Llevo días buceando en tu diario, en tus textos, en tus escritos, en tu idea utópica llevada a cabo. Oliendo tu rastro, midiendo centímetro a centímetro cada paso. Exégeta de tu abecedario velado; la L, la R, la B, la M, la MC. Un complejo juego descifrado. Un antropólogo espía, un detective privado. He estado en tu Camino de Santiago, en los albergues, en tus miradas, y en tu cansancio, y en tu volver a ponerte en pie, en tu perseverancia, y en tu misticismo alado. He estado en Cadaqués, en Madrid, en Barcelona, en tu casa de Hornachuelos, en el Blue Angel, en la Abadía de Cluny, en los antiguos castros, en el Bosque de los Ancianos. Me he comido un par de croquetas de tu madre, y un batido de chocolate, y una tortilla de patatas que ha preparado L y ha puesto en el tupper para el viaje.

Como un fantasma que llega después pero como si siempre hubiese estado, me he sentado a tu lado en las reuniones con tus amigos empresarios, con tus amigos masones, con tus amigos sabios, con tus amigos magos. He asistido a tus presentaciones de libros, y a tus extraños cenáculos. He leído las cartas, las que vienen y las que van. He contado cada céntimo y cada euro donado. He dormido con vosotros en el hotel Prius. He visto los mismos gatos que tus has visto, y también he estado en el entierro de Cuca junto a la alameda, yo también he llorado, y después he llegado con vosotros a Samos, y he visto O Couso. Y los ojos también me han brillado. Y he subido a los tejados. Y desde allá he visto la utopía hecha realidad. Como un ángel he ido acompañando a todos los utópicos a la mesa, en los círculos, en las meditaciones, en las actividades de la mañana, en las risas de la tarde, con la familia austríaca jugando con Geo, y con la familia de tres hijos, radiantes todos ellos. Estoy en cada una de las fotos hechas en la entrada. Y he cantado cada despedida en la carretera. Y he pisado todas las nieves, y me he calentado en el primer fuego, y me he duchado en la primera ducha. Y he montado contigo la bella Rous. Qué risas.

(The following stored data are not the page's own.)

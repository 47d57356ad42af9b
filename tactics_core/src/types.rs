//! Core enums shared across the library

use serde::{Deserialize, Serialize};

/// Which resource an ability's restore effect targets
#[derive(Debug, Clone, Copy, PartialEq, Eq, Hash, Serialize, Deserialize)]
#[serde(rename_all = "snake_case")]
pub enum RestoreKind {
    Hp,
    Ep,
}

/// Semantic category of a special ability, interpreted by the battle engine.
///
/// Behavior dispatches on this tag, never on the ability's display name.
#[derive(Debug, Clone, Copy, PartialEq, Eq, Hash, Serialize, Deserialize)]
#[serde(rename_all = "snake_case")]
pub enum SpecialKind {
    /// Take no damage at all this round.
    Shield,
    /// 50% chance to negate each incoming hit this round.
    Evade,
    /// Evade as above, while also dealing the ability's listed damage.
    EvadeAndStrike,
}

/// Rarity tier of a magic item. Tiers partition the item catalog and drive
/// the two-stage reward draw.
#[derive(Debug, Clone, Copy, PartialEq, Eq, Hash, Serialize, Deserialize)]
#[serde(rename_all = "snake_case")]
pub enum Rarity {
    Common,
    Uncommon,
    Rare,
}

impl Rarity {
    /// Get all rarity tiers, in ascending order
    pub fn all() -> &'static [Rarity] {
        &[Rarity::Common, Rarity::Uncommon, Rarity::Rare]
    }

    /// Drop rate tag associated with this tier
    pub fn drop_rate(&self) -> f64 {
        match self {
            Rarity::Common => 0.60,
            Rarity::Uncommon => 0.35,
            Rarity::Rare => 0.05,
        }
    }

    /// Display name of the tier
    pub fn name(&self) -> &'static str {
        match self {
            Rarity::Common => "Common",
            Rarity::Uncommon => "Uncommon",
            Rarity::Rare => "Rare",
        }
    }
}

#[cfg(test)]
mod tests {
    use super::*;

    #[test]
    fn test_drop_rates_sum_to_one() {
        let total: f64 = Rarity::all().iter().map(|r| r.drop_rate()).sum();
        assert!((total - 1.0).abs() < 1e-9);
    }

    #[test]
    fn test_rarity_serde_names() {
        let json = serde_json::to_string(&Rarity::Uncommon).unwrap();
        assert_eq!(json, "\"uncommon\"");
        let kind: SpecialKind = serde_json::from_str("\"evade_and_strike\"").unwrap();
        assert_eq!(kind, SpecialKind::EvadeAndStrike);
    }
}
//! Battle engine - the per-round state machine
//!
//! A round runs RoundStart -> MoveSelection(P1) -> MoveSelection(P2) ->
//! Resolution -> OutcomeCheck. Flags from BOTH chosen moves are raised
//! before either move resolves, so a shield raised by player 1 protects
//! them from player 2's attack even though player 1 resolves first.

use super::interface::{CombatantView, MoveError, MoveProvider, OutcomeSink};
use super::outcome::{
    BattleResult, PlayerRoundSummary, RoundOutcome, RoundStart, SideStatus, Winner,
};
use crate::catalog::ItemCatalog;
use crate::combat::{resolve_damage_with_rng, DamageReport};
use crate::combatant::Combatant;
use crate::constants::DEFEND_EP_COST;
use crate::item::MagicItem;
use crate::reward::RewardPolicy;
use crate::types::{RestoreKind, SpecialKind};
use rand::Rng;

/// A validated move selection
#[derive(Debug, Clone, Copy, PartialEq, Eq)]
pub enum MoveChoice {
    /// Zero-based index into the combatant's ability loadout
    Ability(usize),
    /// Halve incoming damage this round; fixed 5 EP cost
    Defend,
    /// Do nothing and regain 5 EP
    Recharge,
}

impl MoveChoice {
    /// Display name of the chosen move
    pub fn label(&self, combatant: &Combatant) -> String {
        match self {
            MoveChoice::Ability(i) => combatant.abilities()[*i].name.clone(),
            MoveChoice::Defend => "Defend".to_string(),
            MoveChoice::Recharge => "Recharge".to_string(),
        }
    }
}

/// Self/opponent effects of one executed move
struct MoveEffects {
    damage_dealt: Option<DamageReport>,
    hp_restored: u32,
    ep_restored: u32,
}

/// One battle between two combatants.
///
/// The battle holds exclusive access to both combatants for its whole
/// duration and runs synchronously to completion; the only suspension
/// points are the provider's move requests.
pub struct Battle<'a> {
    player1: &'a mut Combatant,
    player2: &'a mut Combatant,
    reward_items: Option<&'a ItemCatalog>,
    round: u32,
}

impl<'a> Battle<'a> {
    pub fn new(player1: &'a mut Combatant, player2: &'a mut Combatant) -> Self {
        Battle {
            player1,
            player2,
            reward_items: None,
            round: 0,
        }
    }

    /// Enable reward draws from `catalog` on win milestones
    pub fn with_reward_catalog(mut self, catalog: &'a ItemCatalog) -> Self {
        self.reward_items = Some(catalog);
        self
    }

    /// Run the battle to completion
    pub fn run<P, S>(&mut self, provider: &mut P, sink: &mut S) -> BattleResult
    where
        P: MoveProvider,
        S: OutcomeSink,
    {
        let mut rng = rand::thread_rng();
        self.run_with_rng(provider, sink, &mut rng)
    }

    /// Run with a provided RNG (for deterministic testing)
    pub fn run_with_rng<P, S, R>(
        &mut self,
        provider: &mut P,
        sink: &mut S,
        rng: &mut R,
    ) -> BattleResult
    where
        P: MoveProvider,
        S: OutcomeSink,
        R: Rng,
    {
        // Combatants begin each battle at full HP and EP
        self.player1.reset_stats();
        self.player2.reset_stats();
        self.round = 1;

        loop {
            // RoundStart: clear flags for both sides, then the fixed +5
            // recharge, then equipped passive regeneration. All of this
            // happens before any move is selected.
            self.player1.stats_mut().reset_flags();
            self.player2.stats_mut().reset_flags();
            self.player1.stats_mut().recharge();
            self.player2.stats_mut().recharge();
            let tick1 = self.player1.apply_passive_effects();
            let tick2 = self.player2.apply_passive_effects();

            sink.round_started(&RoundStart {
                round: self.round,
                player1: SideStatus::of(self.player1, tick1),
                player2: SideStatus::of(self.player2, tick2),
            });

            // MoveSelection: P1 then P2, each re-prompted until legal
            let choice1 = select_move(provider, self.player1);
            let choice2 = select_move(provider, self.player2);

            // Resolution: both sides' flags are raised from both choices
            // before either move executes.
            apply_flags(self.player1, &choice1);
            apply_flags(self.player2, &choice2);

            let ep1_before = self.player1.stats().ep;
            let ep2_before = self.player2.stats().ep;

            let effects1 = execute_move(self.player1, self.player2, &choice1, rng);
            let effects2 = execute_move(self.player2, self.player1, &choice2, rng);

            let outcome = RoundOutcome {
                round: self.round,
                player1: summarize(self.player1, &choice1, ep1_before, &effects1, &effects2),
                player2: summarize(self.player2, &choice2, ep2_before, &effects2, &effects1),
            };
            sink.round_resolved(&outcome);

            // OutcomeCheck
            let p1_down = !self.player1.stats().is_alive();
            let p2_down = !self.player2.stats().is_alive();
            if p1_down || p2_down {
                let winner = match (p1_down, p2_down) {
                    (true, true) => Winner::Draw,
                    (true, false) => Winner::Player2,
                    (false, true) => Winner::Player1,
                    (false, false) => unreachable!(),
                };
                let result = BattleResult {
                    winner,
                    rounds: self.round,
                    reward: self.award_winner(winner, rng),
                };
                sink.battle_ended(&result);
                return result;
            }
            self.round += 1;
        }
    }

    /// Record the win and, on every third win, draw a reward into the
    /// winner's inventory. Draws nothing on a draw.
    fn award_winner<R: Rng>(&mut self, winner: Winner, rng: &mut R) -> Option<MagicItem> {
        let combatant = match winner {
            Winner::Player1 => &mut *self.player1,
            Winner::Player2 => &mut *self.player2,
            Winner::Draw => return None,
        };
        if !combatant.record_win() {
            return None;
        }
        let catalog = self.reward_items?;
        let reward = RewardPolicy::new(catalog).draw_with_rng(rng)?;
        combatant.add_item(reward.clone());
        Some(reward)
    }
}

/// Ask the provider for a move until a legal one arrives
fn select_move<P: MoveProvider>(provider: &mut P, combatant: &Combatant) -> MoveChoice {
    let view = CombatantView::of(combatant);
    loop {
        let index = provider.choose_move(&view);
        match validate_choice(combatant, index) {
            Ok(choice) => return choice,
            Err(error) => provider.move_rejected(&view, &error),
        }
    }
}

/// Check a 1-based menu index against the menu bounds and the
/// combatant's current EP. Never mutates anything.
fn validate_choice(combatant: &Combatant, index: usize) -> Result<MoveChoice, MoveError> {
    let abilities = combatant.abilities();
    let menu_size = combatant.move_menu_size();
    let ep = combatant.stats().ep;

    if index < 1 || index > menu_size {
        return Err(MoveError::InvalidChoice {
            choice: index,
            menu_size,
        });
    }
    if index <= abilities.len() {
        let ability = &abilities[index - 1];
        if ep < ability.ep_cost {
            return Err(MoveError::InsufficientEnergy {
                move_name: ability.name.clone(),
                cost: ability.ep_cost,
                available: ep,
            });
        }
        return Ok(MoveChoice::Ability(index - 1));
    }
    if index == abilities.len() + 1 {
        if ep < DEFEND_EP_COST {
            return Err(MoveError::InsufficientEnergy {
                move_name: "Defend".to_string(),
                cost: DEFEND_EP_COST,
                available: ep,
            });
        }
        return Ok(MoveChoice::Defend);
    }
    Ok(MoveChoice::Recharge)
}

/// Raise the combatant's own flags implied by their chosen move
fn apply_flags(combatant: &mut Combatant, choice: &MoveChoice) {
    let special = match choice {
        MoveChoice::Defend => {
            combatant.stats_mut().defending = true;
            return;
        }
        MoveChoice::Recharge => return,
        MoveChoice::Ability(i) => combatant.abilities()[*i].special,
    };
    match special {
        Some(SpecialKind::Shield) => combatant.stats_mut().shielded = true,
        Some(SpecialKind::Evade) | Some(SpecialKind::EvadeAndStrike) => {
            combatant.stats_mut().evading = true
        }
        None => {}
    }
}

/// Execute one combatant's move: EP deduction plus damage/heal/restore,
/// applied as a single atomic step before the other side resolves.
fn execute_move<R: Rng>(
    actor: &mut Combatant,
    target: &mut Combatant,
    choice: &MoveChoice,
    rng: &mut R,
) -> MoveEffects {
    let mut effects = MoveEffects {
        damage_dealt: None,
        hp_restored: 0,
        ep_restored: 0,
    };

    match choice {
        MoveChoice::Defend => {
            actor.stats_mut().spend_energy(DEFEND_EP_COST);
        }
        MoveChoice::Recharge => {
            let before = actor.stats().ep;
            actor.stats_mut().recharge();
            effects.ep_restored = actor.stats().ep - before;
        }
        MoveChoice::Ability(i) => {
            let ability = actor.abilities()[*i].clone();
            actor.stats_mut().spend_energy(ability.ep_cost);

            match ability.special {
                // Flags were already raised; Shield and Evade have no
                // further effect of their own.
                Some(SpecialKind::Shield) | Some(SpecialKind::Evade) => {}
                Some(SpecialKind::EvadeAndStrike) => {
                    if ability.damage > 0 {
                        effects.damage_dealt = Some(resolve_damage_with_rng(
                            target.stats_mut(),
                            ability.damage,
                            rng,
                        ));
                    }
                }
                None => {
                    if ability.damage > 0 {
                        effects.damage_dealt = Some(resolve_damage_with_rng(
                            target.stats_mut(),
                            ability.damage,
                            rng,
                        ));
                    }
                    if ability.restore_amount > 0 {
                        match ability.restore_kind {
                            Some(RestoreKind::Hp) => {
                                let before = actor.stats().hp;
                                actor.heal(ability.restore_amount);
                                effects.hp_restored = actor.stats().hp - before;
                            }
                            Some(RestoreKind::Ep) => {
                                let before = actor.stats().ep;
                                actor.restore_energy(ability.restore_amount);
                                effects.ep_restored = actor.stats().ep - before;
                            }
                            None => {}
                        }
                    }
                }
            }
        }
    }

    effects
}

/// Build one side of the round summary. `own` is this combatant's move
/// effects, `against` is the opponent's (whose damage report describes
/// the hit this combatant took).
fn summarize(
    combatant: &Combatant,
    choice: &MoveChoice,
    ep_before: u32,
    own: &MoveEffects,
    against: &MoveEffects,
) -> PlayerRoundSummary {
    let stats = combatant.stats();
    PlayerRoundSummary {
        name: combatant.name().to_string(),
        move_name: choice.label(combatant),
        ep_spent: ep_before as i32 - stats.ep as i32,
        hp_after: stats.hp,
        ep_after: stats.ep,
        damage_taken: against.damage_dealt.clone(),
        hp_restored: own.hp_restored,
        ep_restored: own.ep_restored,
    }
}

Y he pasado los fríos inviernos en la caravana, tiritando, elegido entre los elegidos para sembrar un brote de esperanza utópica. Y he sujetado el tronco para que no pesara tanto y acabáramos antes la cabaña. Y he tocado el cuenco tres veces. Un largo silencio. Y tres veces lo he tocado. Y os he abrazado una y otra vez, infinidad de veces.

He visto todas las sonrisas, todos los gestos, todas las ilusiones, y también los desalientos. Los desalientos también los he visto. Pero he visto el verde de los valles. Aún así, he tenido que ir en carne y hueso, acompañado de una niña ángel y de un gran arcángel para cerrar un ciclo, para cerrar una herida de verano o una herida de amor lejano. Para poner el suelo en el suelo, y el cielo en cielo, tras las losas protectoras, y que el culpable se transformase en amable, y que el amor sea una sonrisa cavada de una tierra santa antigua. Y he cocinado sin luz patatas y huevos fritos y todo inundado. Pero ahora, después de las inundaciones, todo está en calma. 21 días de retiro. B. Todo en silencio. El más bello de los silencios, el que desciende alrededor de las columnas de O Couso. Un inmenso silencio. Todo el mundo quieto en sus casas. En retiro silencioso. Y yo desde la distancia os observo. Estoy aquí, en tu cabaña, en estas sábanas, en esta madera, en esta respiración continua. En el bosque. En la utopía efectiva. En la sencillez voluntaria. Larga vida a O Couso, y a sus moradores. Hay una perra blanca que me acompaña. Sonríe, es una alma libre. Un alma libre errante en O Couso. Un alma libre.